*** Opening Supplied records ***

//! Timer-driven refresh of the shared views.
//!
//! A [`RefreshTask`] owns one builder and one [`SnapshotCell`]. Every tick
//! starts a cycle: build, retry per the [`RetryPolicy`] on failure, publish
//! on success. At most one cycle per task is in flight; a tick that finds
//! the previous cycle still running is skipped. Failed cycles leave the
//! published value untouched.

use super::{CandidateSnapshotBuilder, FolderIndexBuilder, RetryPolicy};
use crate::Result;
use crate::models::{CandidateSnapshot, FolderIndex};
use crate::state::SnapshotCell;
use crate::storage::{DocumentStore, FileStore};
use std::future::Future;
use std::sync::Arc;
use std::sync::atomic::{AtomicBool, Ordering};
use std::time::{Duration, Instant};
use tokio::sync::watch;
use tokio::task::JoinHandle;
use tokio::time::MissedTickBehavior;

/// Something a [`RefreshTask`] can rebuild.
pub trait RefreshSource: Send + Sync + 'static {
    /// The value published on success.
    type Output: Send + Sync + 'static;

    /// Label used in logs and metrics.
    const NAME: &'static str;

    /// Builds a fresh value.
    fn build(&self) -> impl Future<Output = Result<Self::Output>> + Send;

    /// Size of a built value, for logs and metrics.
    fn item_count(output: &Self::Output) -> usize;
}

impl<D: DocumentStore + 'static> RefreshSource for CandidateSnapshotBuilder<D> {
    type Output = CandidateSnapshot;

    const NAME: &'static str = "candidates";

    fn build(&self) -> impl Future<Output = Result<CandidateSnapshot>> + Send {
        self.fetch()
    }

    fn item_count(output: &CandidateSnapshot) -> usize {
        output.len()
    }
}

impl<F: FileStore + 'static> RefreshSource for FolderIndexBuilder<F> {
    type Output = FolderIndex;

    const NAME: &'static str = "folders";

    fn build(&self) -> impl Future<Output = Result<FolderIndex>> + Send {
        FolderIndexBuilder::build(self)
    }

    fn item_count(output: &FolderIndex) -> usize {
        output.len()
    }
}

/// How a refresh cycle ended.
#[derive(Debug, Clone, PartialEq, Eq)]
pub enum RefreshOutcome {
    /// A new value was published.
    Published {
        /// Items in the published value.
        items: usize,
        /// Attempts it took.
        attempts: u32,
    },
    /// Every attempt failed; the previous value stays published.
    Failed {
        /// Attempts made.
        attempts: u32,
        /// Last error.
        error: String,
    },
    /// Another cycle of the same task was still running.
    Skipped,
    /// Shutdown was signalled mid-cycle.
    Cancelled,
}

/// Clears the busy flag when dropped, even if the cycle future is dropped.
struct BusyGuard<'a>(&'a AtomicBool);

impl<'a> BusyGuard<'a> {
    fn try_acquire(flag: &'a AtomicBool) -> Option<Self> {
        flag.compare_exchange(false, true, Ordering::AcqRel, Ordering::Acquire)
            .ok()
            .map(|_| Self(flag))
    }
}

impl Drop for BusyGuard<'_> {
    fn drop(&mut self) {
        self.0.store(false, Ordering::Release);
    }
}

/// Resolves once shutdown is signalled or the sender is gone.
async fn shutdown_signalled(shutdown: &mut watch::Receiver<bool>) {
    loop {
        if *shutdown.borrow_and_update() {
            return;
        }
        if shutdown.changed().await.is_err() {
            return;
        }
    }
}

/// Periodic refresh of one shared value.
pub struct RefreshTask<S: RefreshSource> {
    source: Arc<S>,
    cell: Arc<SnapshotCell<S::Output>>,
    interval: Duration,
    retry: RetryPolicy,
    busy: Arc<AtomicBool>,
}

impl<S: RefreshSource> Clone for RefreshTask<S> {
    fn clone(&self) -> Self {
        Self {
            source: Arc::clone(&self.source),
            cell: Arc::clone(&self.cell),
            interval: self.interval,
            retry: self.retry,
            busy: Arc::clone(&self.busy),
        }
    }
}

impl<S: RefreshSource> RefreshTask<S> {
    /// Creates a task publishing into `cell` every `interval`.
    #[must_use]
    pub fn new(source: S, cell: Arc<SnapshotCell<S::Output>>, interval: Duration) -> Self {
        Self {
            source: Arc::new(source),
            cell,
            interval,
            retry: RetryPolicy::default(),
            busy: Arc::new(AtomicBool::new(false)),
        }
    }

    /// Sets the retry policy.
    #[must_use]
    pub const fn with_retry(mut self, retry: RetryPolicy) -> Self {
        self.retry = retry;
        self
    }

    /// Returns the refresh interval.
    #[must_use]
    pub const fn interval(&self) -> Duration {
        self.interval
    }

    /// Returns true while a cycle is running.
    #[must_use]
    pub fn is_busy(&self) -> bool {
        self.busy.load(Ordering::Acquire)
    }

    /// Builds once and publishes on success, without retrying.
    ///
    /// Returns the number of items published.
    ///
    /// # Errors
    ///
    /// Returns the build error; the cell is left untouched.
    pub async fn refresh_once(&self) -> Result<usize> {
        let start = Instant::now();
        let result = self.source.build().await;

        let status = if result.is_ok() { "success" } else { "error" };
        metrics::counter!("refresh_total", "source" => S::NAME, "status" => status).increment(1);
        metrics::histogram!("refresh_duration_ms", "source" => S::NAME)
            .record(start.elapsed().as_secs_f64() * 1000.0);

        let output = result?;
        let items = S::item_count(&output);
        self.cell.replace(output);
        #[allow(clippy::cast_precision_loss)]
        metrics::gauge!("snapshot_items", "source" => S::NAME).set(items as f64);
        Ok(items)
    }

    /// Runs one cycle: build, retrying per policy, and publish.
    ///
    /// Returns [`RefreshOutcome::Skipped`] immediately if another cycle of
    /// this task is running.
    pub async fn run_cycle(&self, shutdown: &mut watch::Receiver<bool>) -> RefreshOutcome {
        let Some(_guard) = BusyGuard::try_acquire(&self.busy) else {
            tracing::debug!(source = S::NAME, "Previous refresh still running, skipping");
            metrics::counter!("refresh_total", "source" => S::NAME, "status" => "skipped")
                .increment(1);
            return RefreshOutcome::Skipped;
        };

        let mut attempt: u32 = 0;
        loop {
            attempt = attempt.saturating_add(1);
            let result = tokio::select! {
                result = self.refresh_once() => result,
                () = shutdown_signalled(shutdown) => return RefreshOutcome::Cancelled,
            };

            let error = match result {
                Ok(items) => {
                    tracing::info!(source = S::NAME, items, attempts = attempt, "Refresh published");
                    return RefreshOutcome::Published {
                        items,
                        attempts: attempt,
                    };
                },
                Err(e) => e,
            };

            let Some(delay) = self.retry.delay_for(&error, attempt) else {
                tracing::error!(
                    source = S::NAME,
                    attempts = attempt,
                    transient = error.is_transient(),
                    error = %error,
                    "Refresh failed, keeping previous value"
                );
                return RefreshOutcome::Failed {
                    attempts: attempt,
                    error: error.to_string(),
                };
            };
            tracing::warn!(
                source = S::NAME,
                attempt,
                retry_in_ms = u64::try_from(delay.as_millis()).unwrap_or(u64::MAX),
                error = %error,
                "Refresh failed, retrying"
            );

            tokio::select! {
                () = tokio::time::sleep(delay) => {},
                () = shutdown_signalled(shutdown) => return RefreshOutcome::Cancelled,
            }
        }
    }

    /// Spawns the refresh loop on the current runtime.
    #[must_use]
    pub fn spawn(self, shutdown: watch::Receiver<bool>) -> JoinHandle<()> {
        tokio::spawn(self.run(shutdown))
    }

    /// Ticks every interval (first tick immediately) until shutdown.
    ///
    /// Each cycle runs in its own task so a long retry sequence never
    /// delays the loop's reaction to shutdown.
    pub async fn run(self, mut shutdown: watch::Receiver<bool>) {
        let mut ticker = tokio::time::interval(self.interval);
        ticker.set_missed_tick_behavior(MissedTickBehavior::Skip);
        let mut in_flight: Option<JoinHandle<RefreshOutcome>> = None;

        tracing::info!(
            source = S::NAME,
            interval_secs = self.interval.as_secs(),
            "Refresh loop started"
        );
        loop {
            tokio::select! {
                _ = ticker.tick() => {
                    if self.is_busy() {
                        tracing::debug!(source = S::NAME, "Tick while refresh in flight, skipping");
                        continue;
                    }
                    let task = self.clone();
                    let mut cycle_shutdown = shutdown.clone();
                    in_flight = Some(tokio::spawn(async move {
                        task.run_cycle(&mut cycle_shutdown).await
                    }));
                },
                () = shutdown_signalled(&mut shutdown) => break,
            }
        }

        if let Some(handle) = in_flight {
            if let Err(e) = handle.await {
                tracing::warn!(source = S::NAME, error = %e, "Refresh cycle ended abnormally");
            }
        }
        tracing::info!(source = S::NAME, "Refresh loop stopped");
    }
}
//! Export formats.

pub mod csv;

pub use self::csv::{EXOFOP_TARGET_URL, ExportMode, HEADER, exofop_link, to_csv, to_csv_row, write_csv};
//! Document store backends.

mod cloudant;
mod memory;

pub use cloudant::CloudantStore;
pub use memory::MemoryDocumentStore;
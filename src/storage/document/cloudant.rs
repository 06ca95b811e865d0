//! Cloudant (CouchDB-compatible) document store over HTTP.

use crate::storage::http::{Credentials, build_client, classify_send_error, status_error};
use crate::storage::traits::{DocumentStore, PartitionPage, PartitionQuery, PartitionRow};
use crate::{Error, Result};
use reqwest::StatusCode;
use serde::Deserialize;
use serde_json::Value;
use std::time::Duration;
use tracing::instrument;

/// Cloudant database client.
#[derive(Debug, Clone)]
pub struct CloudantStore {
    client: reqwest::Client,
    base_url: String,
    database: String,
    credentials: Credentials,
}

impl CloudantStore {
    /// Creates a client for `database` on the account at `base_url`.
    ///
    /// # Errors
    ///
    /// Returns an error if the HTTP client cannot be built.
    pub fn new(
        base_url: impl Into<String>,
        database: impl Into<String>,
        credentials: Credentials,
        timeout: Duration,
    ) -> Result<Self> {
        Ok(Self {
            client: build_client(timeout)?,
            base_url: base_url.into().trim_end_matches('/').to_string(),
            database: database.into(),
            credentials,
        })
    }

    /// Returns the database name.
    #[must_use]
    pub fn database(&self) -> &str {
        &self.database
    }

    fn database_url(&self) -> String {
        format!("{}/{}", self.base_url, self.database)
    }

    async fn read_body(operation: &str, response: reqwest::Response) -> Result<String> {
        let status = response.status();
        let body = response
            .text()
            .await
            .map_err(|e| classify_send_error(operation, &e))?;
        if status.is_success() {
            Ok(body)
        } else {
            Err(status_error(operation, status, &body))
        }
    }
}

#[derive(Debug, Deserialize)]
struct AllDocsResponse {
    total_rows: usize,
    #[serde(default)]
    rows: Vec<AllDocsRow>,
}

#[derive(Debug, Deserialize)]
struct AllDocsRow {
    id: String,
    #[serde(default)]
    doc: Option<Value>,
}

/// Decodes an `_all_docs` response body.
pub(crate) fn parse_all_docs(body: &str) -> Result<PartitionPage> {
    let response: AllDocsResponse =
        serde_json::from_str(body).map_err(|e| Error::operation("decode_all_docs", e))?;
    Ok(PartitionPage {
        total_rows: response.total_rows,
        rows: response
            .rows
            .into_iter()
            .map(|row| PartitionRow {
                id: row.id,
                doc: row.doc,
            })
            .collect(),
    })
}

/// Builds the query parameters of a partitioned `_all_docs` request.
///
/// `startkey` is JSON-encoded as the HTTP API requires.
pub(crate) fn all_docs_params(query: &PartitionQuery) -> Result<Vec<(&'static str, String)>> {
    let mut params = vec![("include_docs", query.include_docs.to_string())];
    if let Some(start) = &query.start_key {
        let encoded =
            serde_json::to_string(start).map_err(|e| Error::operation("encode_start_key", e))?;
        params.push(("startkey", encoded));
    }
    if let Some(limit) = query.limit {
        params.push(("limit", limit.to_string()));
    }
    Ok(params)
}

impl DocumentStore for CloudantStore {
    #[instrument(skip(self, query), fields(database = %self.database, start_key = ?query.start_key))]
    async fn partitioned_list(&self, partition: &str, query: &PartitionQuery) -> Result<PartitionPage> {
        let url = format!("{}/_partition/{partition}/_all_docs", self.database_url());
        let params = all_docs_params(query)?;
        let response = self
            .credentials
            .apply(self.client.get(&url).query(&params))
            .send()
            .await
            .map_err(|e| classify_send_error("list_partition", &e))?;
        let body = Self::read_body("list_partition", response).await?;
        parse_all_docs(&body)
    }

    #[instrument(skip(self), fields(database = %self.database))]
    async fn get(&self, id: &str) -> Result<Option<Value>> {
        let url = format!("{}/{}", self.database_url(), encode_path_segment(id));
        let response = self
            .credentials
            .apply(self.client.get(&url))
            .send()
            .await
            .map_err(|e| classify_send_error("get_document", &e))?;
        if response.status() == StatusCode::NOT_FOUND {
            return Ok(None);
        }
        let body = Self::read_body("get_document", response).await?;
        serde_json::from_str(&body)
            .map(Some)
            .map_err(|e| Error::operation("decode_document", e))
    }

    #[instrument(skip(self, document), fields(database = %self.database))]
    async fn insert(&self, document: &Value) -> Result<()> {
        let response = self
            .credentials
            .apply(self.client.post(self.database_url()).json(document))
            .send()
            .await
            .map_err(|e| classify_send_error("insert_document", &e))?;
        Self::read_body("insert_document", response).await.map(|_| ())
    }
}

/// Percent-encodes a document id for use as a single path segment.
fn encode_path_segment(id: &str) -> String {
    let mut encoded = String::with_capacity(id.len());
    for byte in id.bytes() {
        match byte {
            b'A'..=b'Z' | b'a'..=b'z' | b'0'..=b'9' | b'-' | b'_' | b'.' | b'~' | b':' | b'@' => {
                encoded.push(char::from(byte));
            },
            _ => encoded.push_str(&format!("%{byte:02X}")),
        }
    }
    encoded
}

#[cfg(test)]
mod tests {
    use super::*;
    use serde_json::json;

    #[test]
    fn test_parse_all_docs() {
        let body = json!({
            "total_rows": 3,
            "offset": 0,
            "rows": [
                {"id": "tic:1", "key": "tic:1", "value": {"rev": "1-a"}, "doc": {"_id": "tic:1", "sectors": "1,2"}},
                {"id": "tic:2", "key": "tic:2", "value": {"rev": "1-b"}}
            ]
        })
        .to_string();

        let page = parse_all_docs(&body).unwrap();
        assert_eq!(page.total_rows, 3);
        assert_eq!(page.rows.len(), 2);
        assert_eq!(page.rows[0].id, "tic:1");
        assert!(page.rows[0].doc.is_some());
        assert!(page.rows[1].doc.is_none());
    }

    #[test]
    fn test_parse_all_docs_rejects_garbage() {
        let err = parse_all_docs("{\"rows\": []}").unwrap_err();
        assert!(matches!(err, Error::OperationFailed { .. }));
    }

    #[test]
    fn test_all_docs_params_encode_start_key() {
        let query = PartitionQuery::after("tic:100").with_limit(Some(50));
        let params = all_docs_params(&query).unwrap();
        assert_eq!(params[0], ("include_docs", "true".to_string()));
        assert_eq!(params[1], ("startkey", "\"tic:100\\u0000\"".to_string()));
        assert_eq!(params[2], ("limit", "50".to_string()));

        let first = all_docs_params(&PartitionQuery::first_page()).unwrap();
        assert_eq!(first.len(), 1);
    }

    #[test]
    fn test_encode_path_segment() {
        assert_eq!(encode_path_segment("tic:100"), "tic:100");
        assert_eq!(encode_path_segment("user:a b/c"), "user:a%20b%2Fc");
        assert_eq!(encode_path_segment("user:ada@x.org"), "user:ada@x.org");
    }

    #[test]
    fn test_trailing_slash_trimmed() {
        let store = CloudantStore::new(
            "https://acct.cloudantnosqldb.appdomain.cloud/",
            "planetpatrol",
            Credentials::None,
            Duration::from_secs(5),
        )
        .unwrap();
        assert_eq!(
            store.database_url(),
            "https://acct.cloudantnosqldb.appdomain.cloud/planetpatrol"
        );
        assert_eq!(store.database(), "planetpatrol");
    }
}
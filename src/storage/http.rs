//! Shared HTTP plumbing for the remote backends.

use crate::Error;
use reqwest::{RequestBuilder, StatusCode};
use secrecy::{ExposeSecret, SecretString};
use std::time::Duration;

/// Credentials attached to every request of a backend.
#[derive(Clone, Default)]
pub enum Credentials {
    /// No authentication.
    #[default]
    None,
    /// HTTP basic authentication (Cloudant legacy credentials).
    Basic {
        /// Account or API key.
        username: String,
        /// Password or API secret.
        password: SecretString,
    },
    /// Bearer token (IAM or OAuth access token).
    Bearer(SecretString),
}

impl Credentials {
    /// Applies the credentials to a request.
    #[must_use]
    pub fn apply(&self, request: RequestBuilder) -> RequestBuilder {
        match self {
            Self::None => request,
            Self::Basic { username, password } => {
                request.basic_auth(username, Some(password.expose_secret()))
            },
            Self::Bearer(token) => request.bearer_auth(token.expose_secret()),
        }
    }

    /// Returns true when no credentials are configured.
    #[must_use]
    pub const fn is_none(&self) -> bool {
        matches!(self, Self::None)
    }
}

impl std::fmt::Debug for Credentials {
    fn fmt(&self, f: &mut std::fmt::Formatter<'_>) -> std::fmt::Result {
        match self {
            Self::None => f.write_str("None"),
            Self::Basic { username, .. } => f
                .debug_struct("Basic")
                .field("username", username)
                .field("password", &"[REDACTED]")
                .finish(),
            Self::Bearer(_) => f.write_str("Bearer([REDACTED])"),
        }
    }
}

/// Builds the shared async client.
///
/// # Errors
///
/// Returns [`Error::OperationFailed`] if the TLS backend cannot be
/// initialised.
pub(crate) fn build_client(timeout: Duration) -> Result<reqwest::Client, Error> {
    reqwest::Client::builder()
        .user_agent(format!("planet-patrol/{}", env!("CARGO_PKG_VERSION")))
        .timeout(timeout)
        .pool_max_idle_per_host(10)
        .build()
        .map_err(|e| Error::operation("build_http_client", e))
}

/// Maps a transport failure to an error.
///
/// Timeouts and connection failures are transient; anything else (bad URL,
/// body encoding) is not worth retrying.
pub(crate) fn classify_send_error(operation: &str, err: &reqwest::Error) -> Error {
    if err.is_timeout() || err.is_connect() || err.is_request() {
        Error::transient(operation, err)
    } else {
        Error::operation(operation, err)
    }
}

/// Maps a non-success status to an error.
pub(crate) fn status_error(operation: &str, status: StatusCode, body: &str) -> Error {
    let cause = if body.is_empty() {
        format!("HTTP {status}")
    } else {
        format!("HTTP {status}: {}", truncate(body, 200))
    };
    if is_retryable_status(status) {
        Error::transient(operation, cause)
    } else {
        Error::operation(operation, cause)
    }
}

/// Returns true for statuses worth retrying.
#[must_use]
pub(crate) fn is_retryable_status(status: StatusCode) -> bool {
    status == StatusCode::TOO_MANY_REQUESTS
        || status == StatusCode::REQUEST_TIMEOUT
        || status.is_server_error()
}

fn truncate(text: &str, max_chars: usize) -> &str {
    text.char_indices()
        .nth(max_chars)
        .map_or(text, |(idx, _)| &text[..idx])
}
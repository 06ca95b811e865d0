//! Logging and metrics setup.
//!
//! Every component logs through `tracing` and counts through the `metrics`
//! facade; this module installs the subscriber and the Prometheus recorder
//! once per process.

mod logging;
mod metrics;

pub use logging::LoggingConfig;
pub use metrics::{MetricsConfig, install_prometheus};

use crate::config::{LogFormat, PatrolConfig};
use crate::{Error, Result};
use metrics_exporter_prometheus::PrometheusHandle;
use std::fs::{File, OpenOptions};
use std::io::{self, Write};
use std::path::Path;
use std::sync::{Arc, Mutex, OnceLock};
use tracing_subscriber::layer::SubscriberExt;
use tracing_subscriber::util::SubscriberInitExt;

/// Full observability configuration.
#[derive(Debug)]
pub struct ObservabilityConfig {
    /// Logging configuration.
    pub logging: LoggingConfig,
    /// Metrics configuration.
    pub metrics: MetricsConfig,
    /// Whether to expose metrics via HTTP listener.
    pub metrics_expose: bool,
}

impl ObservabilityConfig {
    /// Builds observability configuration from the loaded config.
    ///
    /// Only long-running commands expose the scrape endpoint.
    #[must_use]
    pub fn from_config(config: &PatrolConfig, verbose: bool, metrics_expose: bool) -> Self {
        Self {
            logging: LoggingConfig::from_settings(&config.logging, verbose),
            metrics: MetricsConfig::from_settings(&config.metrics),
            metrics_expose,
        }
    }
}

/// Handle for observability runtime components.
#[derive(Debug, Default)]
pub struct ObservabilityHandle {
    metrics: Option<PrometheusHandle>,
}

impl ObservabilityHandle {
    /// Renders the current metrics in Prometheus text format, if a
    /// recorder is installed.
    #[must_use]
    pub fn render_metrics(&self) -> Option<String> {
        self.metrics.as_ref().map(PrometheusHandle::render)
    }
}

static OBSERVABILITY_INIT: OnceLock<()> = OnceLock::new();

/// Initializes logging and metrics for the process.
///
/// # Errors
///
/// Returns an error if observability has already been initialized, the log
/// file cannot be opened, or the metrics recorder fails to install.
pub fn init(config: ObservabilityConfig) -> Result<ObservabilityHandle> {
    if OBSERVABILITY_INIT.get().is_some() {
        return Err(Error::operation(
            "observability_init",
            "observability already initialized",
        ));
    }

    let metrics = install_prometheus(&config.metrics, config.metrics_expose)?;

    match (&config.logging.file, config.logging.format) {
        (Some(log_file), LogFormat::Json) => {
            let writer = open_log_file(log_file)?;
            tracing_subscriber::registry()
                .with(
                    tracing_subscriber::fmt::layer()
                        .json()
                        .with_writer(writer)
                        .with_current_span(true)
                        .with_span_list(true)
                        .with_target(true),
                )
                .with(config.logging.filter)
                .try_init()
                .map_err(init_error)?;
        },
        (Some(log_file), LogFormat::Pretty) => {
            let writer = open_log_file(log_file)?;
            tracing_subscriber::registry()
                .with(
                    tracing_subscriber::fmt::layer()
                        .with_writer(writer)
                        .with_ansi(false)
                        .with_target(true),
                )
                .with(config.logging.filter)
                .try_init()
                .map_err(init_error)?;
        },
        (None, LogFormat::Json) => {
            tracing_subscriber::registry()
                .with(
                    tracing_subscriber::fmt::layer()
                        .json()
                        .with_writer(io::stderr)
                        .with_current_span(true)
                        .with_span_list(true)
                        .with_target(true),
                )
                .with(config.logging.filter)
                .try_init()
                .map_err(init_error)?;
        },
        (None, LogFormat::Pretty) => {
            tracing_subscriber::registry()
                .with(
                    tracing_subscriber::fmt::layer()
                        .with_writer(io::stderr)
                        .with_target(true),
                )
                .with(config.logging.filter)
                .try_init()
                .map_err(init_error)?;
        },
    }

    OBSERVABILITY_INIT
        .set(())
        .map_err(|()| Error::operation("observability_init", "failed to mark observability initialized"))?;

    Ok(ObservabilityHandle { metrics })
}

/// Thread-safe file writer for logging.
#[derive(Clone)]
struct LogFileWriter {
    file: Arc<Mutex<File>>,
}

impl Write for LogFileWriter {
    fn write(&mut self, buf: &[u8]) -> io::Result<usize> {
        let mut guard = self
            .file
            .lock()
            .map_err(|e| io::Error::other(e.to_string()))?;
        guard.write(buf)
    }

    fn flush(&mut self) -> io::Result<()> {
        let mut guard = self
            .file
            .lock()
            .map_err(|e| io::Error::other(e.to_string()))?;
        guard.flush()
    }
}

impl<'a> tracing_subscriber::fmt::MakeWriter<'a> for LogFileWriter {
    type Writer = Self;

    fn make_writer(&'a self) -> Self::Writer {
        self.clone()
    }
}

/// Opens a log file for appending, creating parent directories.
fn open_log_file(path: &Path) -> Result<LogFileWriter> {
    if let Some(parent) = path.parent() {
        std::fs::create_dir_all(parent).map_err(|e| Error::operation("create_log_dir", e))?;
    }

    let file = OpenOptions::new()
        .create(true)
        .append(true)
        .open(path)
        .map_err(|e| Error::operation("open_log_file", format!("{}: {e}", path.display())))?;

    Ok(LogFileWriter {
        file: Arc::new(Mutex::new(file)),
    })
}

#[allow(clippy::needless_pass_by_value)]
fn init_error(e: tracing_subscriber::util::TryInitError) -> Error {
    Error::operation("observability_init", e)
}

*** Closing Supplied records ***

= Requirement =
From the listing above, report the number of lines containing the string "Mutex", without any accompanying remarks.

= Response to this exercise =
3